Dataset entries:
::::

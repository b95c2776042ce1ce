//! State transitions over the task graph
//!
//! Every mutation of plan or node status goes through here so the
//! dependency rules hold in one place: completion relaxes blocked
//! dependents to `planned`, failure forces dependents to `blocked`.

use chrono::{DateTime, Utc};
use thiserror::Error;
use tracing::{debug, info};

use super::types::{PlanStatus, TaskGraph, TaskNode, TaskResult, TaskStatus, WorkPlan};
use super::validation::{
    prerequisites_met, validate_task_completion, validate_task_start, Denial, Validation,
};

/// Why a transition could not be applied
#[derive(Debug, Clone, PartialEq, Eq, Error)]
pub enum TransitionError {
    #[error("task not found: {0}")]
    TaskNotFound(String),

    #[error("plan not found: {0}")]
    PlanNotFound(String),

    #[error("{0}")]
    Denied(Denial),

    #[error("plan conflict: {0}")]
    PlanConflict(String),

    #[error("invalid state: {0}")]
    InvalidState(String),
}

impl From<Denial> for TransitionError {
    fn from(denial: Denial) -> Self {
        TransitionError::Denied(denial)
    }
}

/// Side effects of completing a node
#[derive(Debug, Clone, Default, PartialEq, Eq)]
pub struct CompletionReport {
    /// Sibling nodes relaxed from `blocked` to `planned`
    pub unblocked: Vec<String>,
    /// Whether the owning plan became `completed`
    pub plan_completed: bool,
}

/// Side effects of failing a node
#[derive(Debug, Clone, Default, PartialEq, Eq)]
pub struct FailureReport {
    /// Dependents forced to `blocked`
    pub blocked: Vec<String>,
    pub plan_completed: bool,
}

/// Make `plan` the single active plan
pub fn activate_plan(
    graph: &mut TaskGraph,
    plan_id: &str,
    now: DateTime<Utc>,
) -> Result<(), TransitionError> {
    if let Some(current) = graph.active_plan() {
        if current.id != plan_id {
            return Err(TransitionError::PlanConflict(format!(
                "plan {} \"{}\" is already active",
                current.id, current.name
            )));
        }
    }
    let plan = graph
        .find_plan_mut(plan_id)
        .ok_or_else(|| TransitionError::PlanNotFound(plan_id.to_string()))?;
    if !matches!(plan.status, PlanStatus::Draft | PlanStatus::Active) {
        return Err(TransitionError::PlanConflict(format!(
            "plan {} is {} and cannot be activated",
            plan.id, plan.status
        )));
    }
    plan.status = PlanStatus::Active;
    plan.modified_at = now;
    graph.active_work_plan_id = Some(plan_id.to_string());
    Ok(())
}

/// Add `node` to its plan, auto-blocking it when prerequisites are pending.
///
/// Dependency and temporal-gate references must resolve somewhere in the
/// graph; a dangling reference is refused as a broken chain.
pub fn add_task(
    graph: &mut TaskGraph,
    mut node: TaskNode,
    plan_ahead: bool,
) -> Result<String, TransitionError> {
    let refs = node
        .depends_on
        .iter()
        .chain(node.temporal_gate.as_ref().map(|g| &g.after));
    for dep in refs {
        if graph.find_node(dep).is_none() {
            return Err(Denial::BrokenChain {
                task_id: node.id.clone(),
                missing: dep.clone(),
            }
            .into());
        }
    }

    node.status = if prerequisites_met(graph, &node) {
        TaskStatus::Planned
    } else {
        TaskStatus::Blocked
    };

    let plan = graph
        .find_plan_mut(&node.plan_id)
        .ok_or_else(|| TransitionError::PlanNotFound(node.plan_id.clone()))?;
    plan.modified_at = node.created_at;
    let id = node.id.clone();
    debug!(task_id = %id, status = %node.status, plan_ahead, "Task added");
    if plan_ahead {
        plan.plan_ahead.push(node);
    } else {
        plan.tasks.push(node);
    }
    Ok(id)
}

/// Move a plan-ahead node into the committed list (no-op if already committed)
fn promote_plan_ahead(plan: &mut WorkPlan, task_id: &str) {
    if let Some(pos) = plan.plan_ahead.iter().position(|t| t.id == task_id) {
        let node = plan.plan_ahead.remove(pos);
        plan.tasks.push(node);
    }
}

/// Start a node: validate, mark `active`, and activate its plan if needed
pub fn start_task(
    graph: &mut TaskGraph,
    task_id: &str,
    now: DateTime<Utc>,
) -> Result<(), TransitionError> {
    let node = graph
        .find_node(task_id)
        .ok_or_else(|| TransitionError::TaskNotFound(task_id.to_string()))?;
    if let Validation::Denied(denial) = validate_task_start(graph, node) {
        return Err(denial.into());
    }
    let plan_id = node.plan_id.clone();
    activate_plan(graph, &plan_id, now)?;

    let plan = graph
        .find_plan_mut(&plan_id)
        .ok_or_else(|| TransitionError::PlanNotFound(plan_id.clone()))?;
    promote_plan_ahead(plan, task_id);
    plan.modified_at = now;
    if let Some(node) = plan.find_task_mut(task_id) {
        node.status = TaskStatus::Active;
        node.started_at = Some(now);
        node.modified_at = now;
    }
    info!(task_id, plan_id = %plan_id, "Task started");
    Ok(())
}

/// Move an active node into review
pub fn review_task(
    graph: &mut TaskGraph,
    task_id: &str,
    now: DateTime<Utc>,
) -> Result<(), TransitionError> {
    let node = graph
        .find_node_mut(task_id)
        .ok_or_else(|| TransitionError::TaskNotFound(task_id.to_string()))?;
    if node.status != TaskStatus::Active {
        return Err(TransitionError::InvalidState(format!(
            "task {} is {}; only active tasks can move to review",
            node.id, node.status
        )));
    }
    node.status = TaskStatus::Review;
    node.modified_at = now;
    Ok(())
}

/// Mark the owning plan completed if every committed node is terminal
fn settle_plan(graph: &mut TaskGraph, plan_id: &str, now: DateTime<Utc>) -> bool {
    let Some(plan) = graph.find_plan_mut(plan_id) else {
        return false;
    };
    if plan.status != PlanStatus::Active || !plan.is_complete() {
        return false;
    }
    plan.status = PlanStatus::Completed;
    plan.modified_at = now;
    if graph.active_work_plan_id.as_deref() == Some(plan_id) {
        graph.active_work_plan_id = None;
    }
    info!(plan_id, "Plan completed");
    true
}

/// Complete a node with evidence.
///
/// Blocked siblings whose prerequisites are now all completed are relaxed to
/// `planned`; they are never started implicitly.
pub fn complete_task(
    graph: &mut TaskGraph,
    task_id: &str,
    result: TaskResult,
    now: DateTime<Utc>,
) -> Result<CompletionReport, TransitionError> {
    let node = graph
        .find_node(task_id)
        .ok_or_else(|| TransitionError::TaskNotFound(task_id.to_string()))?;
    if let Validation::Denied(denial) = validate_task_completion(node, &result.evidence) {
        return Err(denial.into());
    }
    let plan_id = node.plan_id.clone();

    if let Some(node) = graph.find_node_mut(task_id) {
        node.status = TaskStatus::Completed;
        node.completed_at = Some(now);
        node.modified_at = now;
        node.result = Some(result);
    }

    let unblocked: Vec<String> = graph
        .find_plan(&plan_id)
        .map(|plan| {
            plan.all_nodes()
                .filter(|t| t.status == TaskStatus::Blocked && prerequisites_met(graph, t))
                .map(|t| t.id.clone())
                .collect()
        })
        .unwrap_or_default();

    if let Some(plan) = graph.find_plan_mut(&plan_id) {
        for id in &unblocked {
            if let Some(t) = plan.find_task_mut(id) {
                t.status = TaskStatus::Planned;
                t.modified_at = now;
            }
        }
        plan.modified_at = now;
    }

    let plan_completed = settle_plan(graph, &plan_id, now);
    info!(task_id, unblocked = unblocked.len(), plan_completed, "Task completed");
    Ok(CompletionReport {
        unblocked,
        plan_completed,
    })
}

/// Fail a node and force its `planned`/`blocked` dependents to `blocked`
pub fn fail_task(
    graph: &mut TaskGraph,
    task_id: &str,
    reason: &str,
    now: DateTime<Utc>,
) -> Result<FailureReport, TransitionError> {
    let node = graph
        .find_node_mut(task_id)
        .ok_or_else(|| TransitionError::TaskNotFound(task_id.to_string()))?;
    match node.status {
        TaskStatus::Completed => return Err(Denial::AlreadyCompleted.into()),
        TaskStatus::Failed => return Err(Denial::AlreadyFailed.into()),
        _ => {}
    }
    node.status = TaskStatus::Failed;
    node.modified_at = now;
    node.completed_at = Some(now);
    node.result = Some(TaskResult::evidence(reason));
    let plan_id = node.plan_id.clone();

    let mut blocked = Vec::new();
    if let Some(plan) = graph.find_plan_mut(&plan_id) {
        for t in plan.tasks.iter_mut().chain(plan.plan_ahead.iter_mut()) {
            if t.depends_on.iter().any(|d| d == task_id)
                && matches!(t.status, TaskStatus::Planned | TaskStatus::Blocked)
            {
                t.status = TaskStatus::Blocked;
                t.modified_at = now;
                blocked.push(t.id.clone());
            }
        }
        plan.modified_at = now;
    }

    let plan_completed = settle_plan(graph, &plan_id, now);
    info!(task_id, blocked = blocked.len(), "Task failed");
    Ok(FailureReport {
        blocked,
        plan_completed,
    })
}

::::

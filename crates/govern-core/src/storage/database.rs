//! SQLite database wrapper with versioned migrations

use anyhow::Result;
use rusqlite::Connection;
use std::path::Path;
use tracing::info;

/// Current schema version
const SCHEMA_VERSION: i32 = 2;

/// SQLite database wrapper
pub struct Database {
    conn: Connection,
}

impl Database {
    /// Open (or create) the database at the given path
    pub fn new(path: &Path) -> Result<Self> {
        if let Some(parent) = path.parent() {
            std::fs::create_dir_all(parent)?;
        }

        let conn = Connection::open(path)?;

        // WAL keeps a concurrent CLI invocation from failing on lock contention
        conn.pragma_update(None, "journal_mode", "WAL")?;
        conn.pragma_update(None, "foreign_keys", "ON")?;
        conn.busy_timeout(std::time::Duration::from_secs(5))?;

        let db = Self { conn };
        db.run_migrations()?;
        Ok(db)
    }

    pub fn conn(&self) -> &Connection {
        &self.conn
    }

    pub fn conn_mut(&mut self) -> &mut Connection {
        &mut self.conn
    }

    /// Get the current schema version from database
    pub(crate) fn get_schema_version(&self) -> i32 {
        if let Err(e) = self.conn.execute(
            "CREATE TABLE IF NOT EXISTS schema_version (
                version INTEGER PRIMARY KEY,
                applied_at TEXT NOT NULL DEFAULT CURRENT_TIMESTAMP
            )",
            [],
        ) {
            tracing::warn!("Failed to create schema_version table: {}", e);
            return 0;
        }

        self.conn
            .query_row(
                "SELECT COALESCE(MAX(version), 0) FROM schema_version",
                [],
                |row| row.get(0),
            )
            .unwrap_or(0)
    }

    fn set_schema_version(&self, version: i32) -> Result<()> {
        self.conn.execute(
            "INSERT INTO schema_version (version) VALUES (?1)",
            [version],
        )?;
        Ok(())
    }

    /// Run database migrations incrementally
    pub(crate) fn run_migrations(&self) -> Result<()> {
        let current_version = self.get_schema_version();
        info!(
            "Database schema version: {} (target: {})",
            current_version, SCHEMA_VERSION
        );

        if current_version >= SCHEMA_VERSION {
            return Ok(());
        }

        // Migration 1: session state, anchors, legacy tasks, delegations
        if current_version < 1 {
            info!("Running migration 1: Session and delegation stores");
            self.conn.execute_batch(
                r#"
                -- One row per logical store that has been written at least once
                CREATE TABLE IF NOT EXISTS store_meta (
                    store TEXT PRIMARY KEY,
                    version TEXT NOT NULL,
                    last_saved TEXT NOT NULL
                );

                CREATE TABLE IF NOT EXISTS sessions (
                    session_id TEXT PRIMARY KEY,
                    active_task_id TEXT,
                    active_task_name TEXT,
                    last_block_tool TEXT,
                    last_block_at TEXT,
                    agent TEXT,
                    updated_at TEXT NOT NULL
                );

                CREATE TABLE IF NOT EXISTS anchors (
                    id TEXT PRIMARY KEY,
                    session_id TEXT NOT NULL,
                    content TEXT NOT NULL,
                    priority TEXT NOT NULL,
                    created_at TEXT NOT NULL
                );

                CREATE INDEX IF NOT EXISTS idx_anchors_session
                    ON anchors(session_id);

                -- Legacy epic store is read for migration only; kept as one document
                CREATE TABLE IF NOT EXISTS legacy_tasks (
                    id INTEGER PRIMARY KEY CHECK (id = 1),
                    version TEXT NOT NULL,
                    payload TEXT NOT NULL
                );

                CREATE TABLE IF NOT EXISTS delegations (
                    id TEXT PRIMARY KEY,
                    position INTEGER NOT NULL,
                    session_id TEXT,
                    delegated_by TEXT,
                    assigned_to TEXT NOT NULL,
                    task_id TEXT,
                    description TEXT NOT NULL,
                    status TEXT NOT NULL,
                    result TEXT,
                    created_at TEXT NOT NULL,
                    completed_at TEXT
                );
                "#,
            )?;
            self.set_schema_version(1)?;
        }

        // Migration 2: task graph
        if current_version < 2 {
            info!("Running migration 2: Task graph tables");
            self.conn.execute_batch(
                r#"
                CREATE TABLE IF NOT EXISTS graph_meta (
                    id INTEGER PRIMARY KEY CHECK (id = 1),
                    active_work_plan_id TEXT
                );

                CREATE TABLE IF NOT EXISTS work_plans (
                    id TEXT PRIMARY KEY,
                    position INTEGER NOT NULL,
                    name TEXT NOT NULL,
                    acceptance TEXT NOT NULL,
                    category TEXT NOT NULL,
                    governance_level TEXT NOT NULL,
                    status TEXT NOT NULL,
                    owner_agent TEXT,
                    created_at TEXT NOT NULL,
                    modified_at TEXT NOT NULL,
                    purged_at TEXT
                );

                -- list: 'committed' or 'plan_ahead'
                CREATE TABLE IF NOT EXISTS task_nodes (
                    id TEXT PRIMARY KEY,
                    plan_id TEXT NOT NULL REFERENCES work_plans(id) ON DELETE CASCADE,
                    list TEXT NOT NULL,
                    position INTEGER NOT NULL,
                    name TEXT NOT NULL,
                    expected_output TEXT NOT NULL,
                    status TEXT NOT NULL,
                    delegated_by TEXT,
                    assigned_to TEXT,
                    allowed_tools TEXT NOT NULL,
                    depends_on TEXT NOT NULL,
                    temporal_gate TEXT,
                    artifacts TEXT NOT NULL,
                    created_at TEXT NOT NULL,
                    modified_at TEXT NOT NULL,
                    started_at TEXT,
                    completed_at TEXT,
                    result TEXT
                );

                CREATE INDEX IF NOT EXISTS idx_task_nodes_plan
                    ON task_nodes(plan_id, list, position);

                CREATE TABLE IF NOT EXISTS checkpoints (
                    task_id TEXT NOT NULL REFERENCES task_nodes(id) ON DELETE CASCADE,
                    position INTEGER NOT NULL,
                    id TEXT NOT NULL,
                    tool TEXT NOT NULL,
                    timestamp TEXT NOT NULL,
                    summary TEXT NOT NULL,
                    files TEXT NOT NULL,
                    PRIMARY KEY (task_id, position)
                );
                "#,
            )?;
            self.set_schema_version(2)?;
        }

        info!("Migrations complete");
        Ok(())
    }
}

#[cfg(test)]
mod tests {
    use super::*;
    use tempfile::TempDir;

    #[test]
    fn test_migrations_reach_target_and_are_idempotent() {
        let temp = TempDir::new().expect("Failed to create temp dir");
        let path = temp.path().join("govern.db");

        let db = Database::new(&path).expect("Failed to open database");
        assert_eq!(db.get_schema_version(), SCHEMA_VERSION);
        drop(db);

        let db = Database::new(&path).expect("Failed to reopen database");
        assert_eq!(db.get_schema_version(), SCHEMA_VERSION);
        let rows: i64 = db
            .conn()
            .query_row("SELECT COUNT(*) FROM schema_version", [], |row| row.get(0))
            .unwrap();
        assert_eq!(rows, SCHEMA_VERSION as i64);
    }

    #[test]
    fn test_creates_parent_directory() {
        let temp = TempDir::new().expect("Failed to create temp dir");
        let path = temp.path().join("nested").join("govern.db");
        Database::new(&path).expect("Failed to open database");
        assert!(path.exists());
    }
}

::::

# EXERCISE REQUIREMENTS
Transcribe the records above from the line holding "repository b95c2776042ce1ce" down to the line holding "use thiserror::Error;", inclusive, without adding anything.

# RESPONSE TO THIS EXERCISE
repository b95c2776042ce1ce
//! State transitions over the task graph
//!
//! Every mutation of plan or node status goes through here so the
//! dependency rules hold in one place: completion relaxes blocked
//! dependents to `planned`, failure forces dependents to `blocked`.

use chrono::{DateTime, Utc};
use thiserror::Error;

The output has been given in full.